▶ **WHAT TO WORK ON**: Below are records. Count every line containing the word "pending" and give the number alone.
+++ DATA SUPPLIED
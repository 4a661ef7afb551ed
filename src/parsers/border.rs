//! Removes the decorative frame around a rendered table
//!
//! Box-drawn tables repeat the same rule line at the top, below the header and at the bottom,
//! and wrap every row in the delimiter:
//! ```text
//! +-----+-----+
//! | one | two |
//! +-----+-----+
//! |   1 |   4 |
//! +-----+-----+
//! ```
//! The first line is taken as the border. Any later copy of it is dropped, and the outer
//! delimiters are cut from the remaining lines.

use std::io::{self, BufRead, Read};

use log::{debug, trace};

use super::{Transform, lines::LineSplitter};

/// Strips the frame from a table, one line at a time
pub struct BorderStripper {
    /// First line seen, captured once
    border: Option<Vec<u8>>,
    delimiter: Vec<u8>,
}

impl BorderStripper {
    pub fn new(delimiter: impl Into<Vec<u8>>) -> Self {
        Self {
            border: None,
            delimiter: delimiter.into(),
        }
    }
}

impl Transform for BorderStripper {
    type Input = Vec<u8>;
    type Output = Vec<u8>;

    /// Returns the cleaned line with a trailing `\n`, or `None` if the line is part of the border
    fn step(&mut self, line: Vec<u8>) -> Option<Vec<u8>> {
        if self.border.is_none() {
            debug!("Border: {:?}", String::from_utf8_lossy(&line));
            self.border = Some(line);
            return None;
        }
        if self.border.as_ref() == Some(&line) {
            trace!("Skipping repeated border line");
            return None;
        }
        let mut cleaned = line.as_slice();
        if let Some(rest) = cleaned.strip_prefix(self.delimiter.as_slice()) {
            cleaned = rest;
        }
        if let Some(rest) = cleaned.strip_suffix(self.delimiter.as_slice()) {
            cleaned = rest;
        }
        let mut cleaned = cleaned.to_vec();
        cleaned.push(b'\n');
        Some(cleaned)
    }
}

/// Reader over the border-stripped lines of another reader, so the result can be tokenized
/// like any other input
pub struct BorderStrippedReader<R> {
    lines: LineSplitter<R>,
    stripper: BorderStripper,
    pending: Vec<u8>,
    pos: usize,
}

impl<R: BufRead> BorderStrippedReader<R> {
    pub fn new(reader: R, delimiter: impl Into<Vec<u8>>) -> Self {
        Self {
            lines: LineSplitter::new(reader),
            stripper: BorderStripper::new(delimiter),
            pending: Vec::new(),
            pos: 0,
        }
    }
}

impl<R: BufRead> Read for BorderStrippedReader<R> {
    fn read(&mut self, buf: &mut [u8]) -> io::Result<usize> {
        while self.pos >= self.pending.len() {
            let Some(line) = self.lines.next() else {
                return Ok(0);
            };
            if let Some(cleaned) = self.stripper.step(line?) {
                self.pending = cleaned;
                self.pos = 0;
            }
        }
        let n = buf.len().min(self.pending.len() - self.pos);
        buf[..n].copy_from_slice(&self.pending[self.pos..self.pos + n]);
        self.pos += n;
        Ok(n)
    }
}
++++++
▶ **ANSWER BELOW**: 6